The same year the program was cut, it was the recipient of Portland’s annual Public Safety Partner Award, with the city commending its advocates for the help they provided to riders, “especially the elderly, disabled, youth and people in crisis.”
As news of the advocates’ termination spread, transit employees voiced their disapproval, with hundreds of operators signing a petition that demanded the program be saved.
But it was not saved, and in the years since, TriMet has relied on its field staff, Transit Police and private security to enforce its rules and promote safety. In January, the transit authority announced plans to contract with Portland Patrol, Inc., a private security firm, to add 60 additional uniformed security guards to its system.
Now, transit worker and bus rider unions say that bringing back the Rider Advocate program would be a better way to combat security threats than adding more uniformed security.
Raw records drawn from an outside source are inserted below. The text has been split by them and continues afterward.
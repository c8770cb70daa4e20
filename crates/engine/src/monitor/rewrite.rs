// SPDX-License-Identifier: BUSL-1.1
// Copyright (c) 2026 Alfred Jean LLC

//! Instrumentation rewriter
//!
//! Builds a unit's executable form from its effective event set and markers.
//! Changes are planned for every affected unit first and only installed once
//! all of them succeeded, so a failure leaves every unit untouched.

use sonde_core::{
    CodeUnit, EventKind, EventSet, Executable, Instr, MarkerId, MonitorError, Trap,
};
use std::cell::Cell;
use std::collections::BTreeMap;
use std::sync::Arc;

thread_local! {
    /// Plans that installed at least one executable on this thread
    static COMMITTED: Cell<u64> = const { Cell::new(0) };
}

/// Number of rewrites committed by the calling thread
pub(crate) fn committed_here() -> u64 {
    COMMITTED.with(Cell::get)
}

/// Whether an instruction is a trap site for `kind`
fn is_site(unit: &CodeUnit, offset: usize, instr: &Instr, kind: EventKind) -> bool {
    match kind {
        EventKind::Start => offset == 0,
        EventKind::Resume | EventKind::Yield => matches!(instr, Instr::Yield),
        EventKind::Return => matches!(instr, Instr::Return),
        EventKind::Call => matches!(instr, Instr::Call { .. }),
        EventKind::Line => unit.starts_line(offset),
        EventKind::Instruction => true,
        EventKind::Jump => matches!(instr, Instr::Jump(_)),
        EventKind::Branch => instr.is_branch(),
        EventKind::NativeCall | EventKind::NativeReturn => {
            matches!(instr, Instr::CallNative { .. })
        }
        EventKind::Raise
        | EventKind::ExceptionHandled
        | EventKind::Unwind
        | EventKind::Throw
        | EventKind::Marker => false,
    }
}

/// Offsets where `kind` places a trap
pub(crate) fn sites(unit: &CodeUnit, kind: EventKind) -> Vec<usize> {
    unit.code()
        .iter()
        .enumerate()
        .filter(|(offset, instr)| is_site(unit, *offset, instr, kind))
        .map(|(offset, _)| offset)
        .collect()
}

/// Executable form of `unit` for `events` and `markers`
pub(crate) fn build(
    unit: &CodeUnit,
    events: EventSet,
    markers: Option<&BTreeMap<usize, MarkerId>>,
    version: u64,
) -> Executable {
    let instrumented = events.intersection(EventSet::INSTRUMENTED);
    if instrumented.is_empty() && markers.is_none_or(BTreeMap::is_empty) {
        return Executable::new(version, events, Vec::new());
    }

    let traps = unit
        .code()
        .iter()
        .enumerate()
        .map(|(offset, instr)| {
            let trap = Trap {
                events: instrumented
                    .iter()
                    .filter(|kind| is_site(unit, offset, instr, *kind))
                    .collect(),
                marker: markers.and_then(|m| m.get(&offset).copied()),
            };
            (!trap.is_empty()).then_some(trap)
        })
        .collect();
    Executable::new(version, events, traps)
}

/// Executables staged for installation
#[derive(Default)]
pub(crate) struct RewritePlan {
    staged: Vec<(Arc<CodeUnit>, Arc<Executable>)>,
}

impl RewritePlan {
    pub fn new() -> Self {
        Self::default()
    }

    /// Stage a rebuild of `unit`.
    ///
    /// Units whose layout would not change are skipped. A frozen unit only
    /// accepts changes to its check-only event set; a change to its trap
    /// table fails the whole plan.
    pub fn stage(
        &mut self,
        unit: &Arc<CodeUnit>,
        events: EventSet,
        markers: Option<&BTreeMap<usize, MarkerId>>,
        version: u64,
    ) -> Result<(), MonitorError> {
        let next = build(unit, events, markers, version);
        let current = unit.executable();
        if current.same_layout(&next) {
            return Ok(());
        }
        if unit.is_frozen() && !current.same_traps(&next) {
            return Err(MonitorError::RewriteFailure {
                unit: unit.name().to_string(),
                reason: "unit is frozen".to_string(),
            });
        }
        self.staged.push((Arc::clone(unit), Arc::new(next)));
        Ok(())
    }

    /// Install every staged executable, returning how many units changed
    pub fn commit(self) -> usize {
        let count = self.staged.len();
        tracing::trace!(units = count, "committing rewrite plan");
        for (unit, executable) in self.staged {
            tracing::trace!(
                unit = unit.name(),
                version = executable.version(),
                traps = executable.trap_count(),
                "installing executable"
            );
            unit.install(executable);
        }
        if count > 0 {
            COMMITTED.with(|c| c.set(c.get().wrapping_add(1)));
        }
        count
    }
}

#[cfg(test)]
#[path = "rewrite_tests.rs"]
mod tests;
“It really is militaristic,” Andrew Riley, spokesperson for Amalgamated Transit Union 757, said of TriMet’s use of uniformed police officers and private security.
“You’ve got folks with weapons, with uniforms, who are pulling riders aside, grilling them about their personal information and that sort of thing, and we think that that confrontational approach doesn’t work,” he said.
Alternately, he explained, Rider Advocates can build deeper relationships with transit users and take a much more collaborative, and less combative, approach.
“We don’t think that continuing to militarize transit is going to actually reap rewards in terms of security and safety,” he said. “Assaults on transit workers and things that don’t rise to the level of assault, but are menacing situations, are at an all time high – it’s happening basically every day.”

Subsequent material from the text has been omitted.